[Provided records — start]

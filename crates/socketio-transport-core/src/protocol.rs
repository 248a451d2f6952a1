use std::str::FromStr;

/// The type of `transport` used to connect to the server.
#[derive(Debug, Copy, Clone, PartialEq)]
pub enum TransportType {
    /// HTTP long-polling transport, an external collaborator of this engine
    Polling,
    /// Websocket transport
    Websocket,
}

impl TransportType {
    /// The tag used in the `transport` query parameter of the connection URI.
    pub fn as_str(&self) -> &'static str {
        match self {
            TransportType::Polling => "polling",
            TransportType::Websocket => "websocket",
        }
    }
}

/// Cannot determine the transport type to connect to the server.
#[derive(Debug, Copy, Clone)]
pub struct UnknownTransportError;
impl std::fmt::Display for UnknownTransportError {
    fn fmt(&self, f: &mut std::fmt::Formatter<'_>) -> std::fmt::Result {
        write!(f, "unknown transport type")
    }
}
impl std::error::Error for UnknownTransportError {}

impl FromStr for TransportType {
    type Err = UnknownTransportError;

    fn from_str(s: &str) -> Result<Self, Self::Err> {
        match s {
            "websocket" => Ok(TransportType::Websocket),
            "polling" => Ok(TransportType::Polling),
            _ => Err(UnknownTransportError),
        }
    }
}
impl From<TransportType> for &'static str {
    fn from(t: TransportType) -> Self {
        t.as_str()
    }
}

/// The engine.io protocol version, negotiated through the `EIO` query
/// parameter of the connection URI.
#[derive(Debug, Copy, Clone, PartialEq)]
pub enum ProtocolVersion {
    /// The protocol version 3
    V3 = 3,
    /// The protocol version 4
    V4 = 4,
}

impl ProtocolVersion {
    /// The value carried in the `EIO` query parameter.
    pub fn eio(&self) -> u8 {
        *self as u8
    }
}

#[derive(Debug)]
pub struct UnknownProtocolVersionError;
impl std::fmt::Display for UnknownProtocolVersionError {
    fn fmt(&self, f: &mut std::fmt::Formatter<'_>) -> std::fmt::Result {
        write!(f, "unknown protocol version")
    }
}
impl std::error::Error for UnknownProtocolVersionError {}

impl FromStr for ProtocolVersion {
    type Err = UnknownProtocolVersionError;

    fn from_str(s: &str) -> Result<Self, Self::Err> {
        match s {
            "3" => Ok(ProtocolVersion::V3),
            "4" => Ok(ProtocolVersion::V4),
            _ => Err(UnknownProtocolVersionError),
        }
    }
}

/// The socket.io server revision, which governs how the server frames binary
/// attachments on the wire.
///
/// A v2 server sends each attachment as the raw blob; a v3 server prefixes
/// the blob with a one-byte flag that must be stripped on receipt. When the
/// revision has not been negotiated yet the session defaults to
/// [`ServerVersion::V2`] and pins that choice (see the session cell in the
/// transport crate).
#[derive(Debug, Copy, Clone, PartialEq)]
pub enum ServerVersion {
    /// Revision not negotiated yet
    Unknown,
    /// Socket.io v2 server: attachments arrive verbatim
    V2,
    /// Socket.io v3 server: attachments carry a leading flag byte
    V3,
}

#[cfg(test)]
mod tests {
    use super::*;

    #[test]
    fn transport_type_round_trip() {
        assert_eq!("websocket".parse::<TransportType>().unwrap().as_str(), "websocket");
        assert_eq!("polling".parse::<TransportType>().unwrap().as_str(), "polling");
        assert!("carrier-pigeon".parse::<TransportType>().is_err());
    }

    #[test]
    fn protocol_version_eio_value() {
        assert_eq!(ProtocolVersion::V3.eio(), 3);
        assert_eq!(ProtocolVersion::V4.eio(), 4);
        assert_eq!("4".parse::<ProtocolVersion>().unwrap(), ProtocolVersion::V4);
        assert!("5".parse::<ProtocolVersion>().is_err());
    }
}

[Provided records — finish]
[Provided records — start]

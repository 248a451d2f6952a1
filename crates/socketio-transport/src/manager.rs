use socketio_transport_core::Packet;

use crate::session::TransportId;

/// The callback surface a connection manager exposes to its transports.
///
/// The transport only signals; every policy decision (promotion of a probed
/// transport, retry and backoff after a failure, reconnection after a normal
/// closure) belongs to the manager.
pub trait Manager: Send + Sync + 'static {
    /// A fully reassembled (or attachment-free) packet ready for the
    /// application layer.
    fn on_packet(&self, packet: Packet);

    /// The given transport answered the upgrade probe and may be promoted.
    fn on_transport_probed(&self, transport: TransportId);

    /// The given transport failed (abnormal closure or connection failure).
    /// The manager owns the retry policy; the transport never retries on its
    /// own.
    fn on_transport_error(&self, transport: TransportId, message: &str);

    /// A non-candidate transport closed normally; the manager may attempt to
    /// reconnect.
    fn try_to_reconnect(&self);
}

[Provided records — finish]

Go through the data above and return each line containing the string "UnknownTransportError".

§ **Reply**
pub struct UnknownTransportError;
impl std::fmt::Display for UnknownTransportError {
impl std::error::Error for UnknownTransportError {}
    type Err = UnknownTransportError;
            _ => Err(UnknownTransportError),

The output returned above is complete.